Christian Keller im Gespräch mit Steffen Baumgart.

Christian Keller und Steffen Baumgart tauschen sich beim Training des 1. FC Köln am 26. September 2023 aus.

Christian Keller steht beim 1. FC Köln derzeit in der Kritik. Die Fans suchen die Schuld für den gravierenden Fehlstart vor allem beim Sportboss. Bei EXPRESS.de beantwortet er nun die dringendsten Fragen.

Beim 1. FC Köln schrillen vor dem Derby gegen Borussia Mönchengladbach am Sonntag (22. Oktober 2023, 15.30 Uhr, DAZN und im Liveticker auf EXPRESS.de) alle Alarm-Glocken. Mit nur einem Punkt aus sieben Spielen steht der Klub in der Bundesliga bereits jetzt schon mit dem Rücken zur Wand.

Die Kritik richtet sich dabei aber weniger gegen Coach Steffen Baumgart (51), sondern vielmehr gegen Sportboss Christian Keller (44). Ein Vorwurf lautet: Keller spart den FC kaputt! Die Fans nahmen ihm vor allem krumm, dass er weder einen dringend benötigten Stürmer, noch einen adäquaten Nachfolger für Ellyes Skhiri (28) holte.

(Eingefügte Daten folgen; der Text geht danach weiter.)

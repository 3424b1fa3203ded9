//! JSON report adapter implementing ReportPort.
//!
//! One result renders as an object, several as an array in run order.

use crate::domain::backtest::BacktestResult;
use crate::domain::error::BlocktraderError;
use crate::ports::report_port::ReportPort;

#[derive(Debug, Default, Clone, Copy)]
pub struct JsonReportAdapter {
    pub pretty: bool,
}

impl JsonReportAdapter {
    pub fn new(pretty: bool) -> Self {
        Self { pretty }
    }

    fn encode<T: serde::Serialize>(&self, value: &T) -> Result<String, BlocktraderError> {
        let json = if self.pretty {
            serde_json::to_string_pretty(value)?
        } else {
            serde_json::to_string(value)?
        };
        Ok(json)
    }
}

impl ReportPort for JsonReportAdapter {
    fn render(&self, results: &[BacktestResult]) -> Result<String, BlocktraderError> {
        match results {
            [single] => self.encode(single),
            many => self.encode(&many),
        }
    }
}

Christian Keller: „Da brauchen wir nicht drum herumzureden“

Mitten in der Krise hat Keller jetzt das Wort. Im ersten Teil des EXPRESS.de-Interviews spricht Kölns Geschäftsführer über die Gründe für die Krise und den Qualitätsverlust nach den Abgängen von Ellyes Skhiri und Jonas Hector. Dazu beantwortet er die Frage: Gibt es beim FC eine Trainer-Diskussion?

Alles zum Thema Jonas Hector

Christian Keller, wie beschreiben Sie die aktuelle Situation vor dem richtungsweisenden Derby gegen Borussia Mönchengladbach?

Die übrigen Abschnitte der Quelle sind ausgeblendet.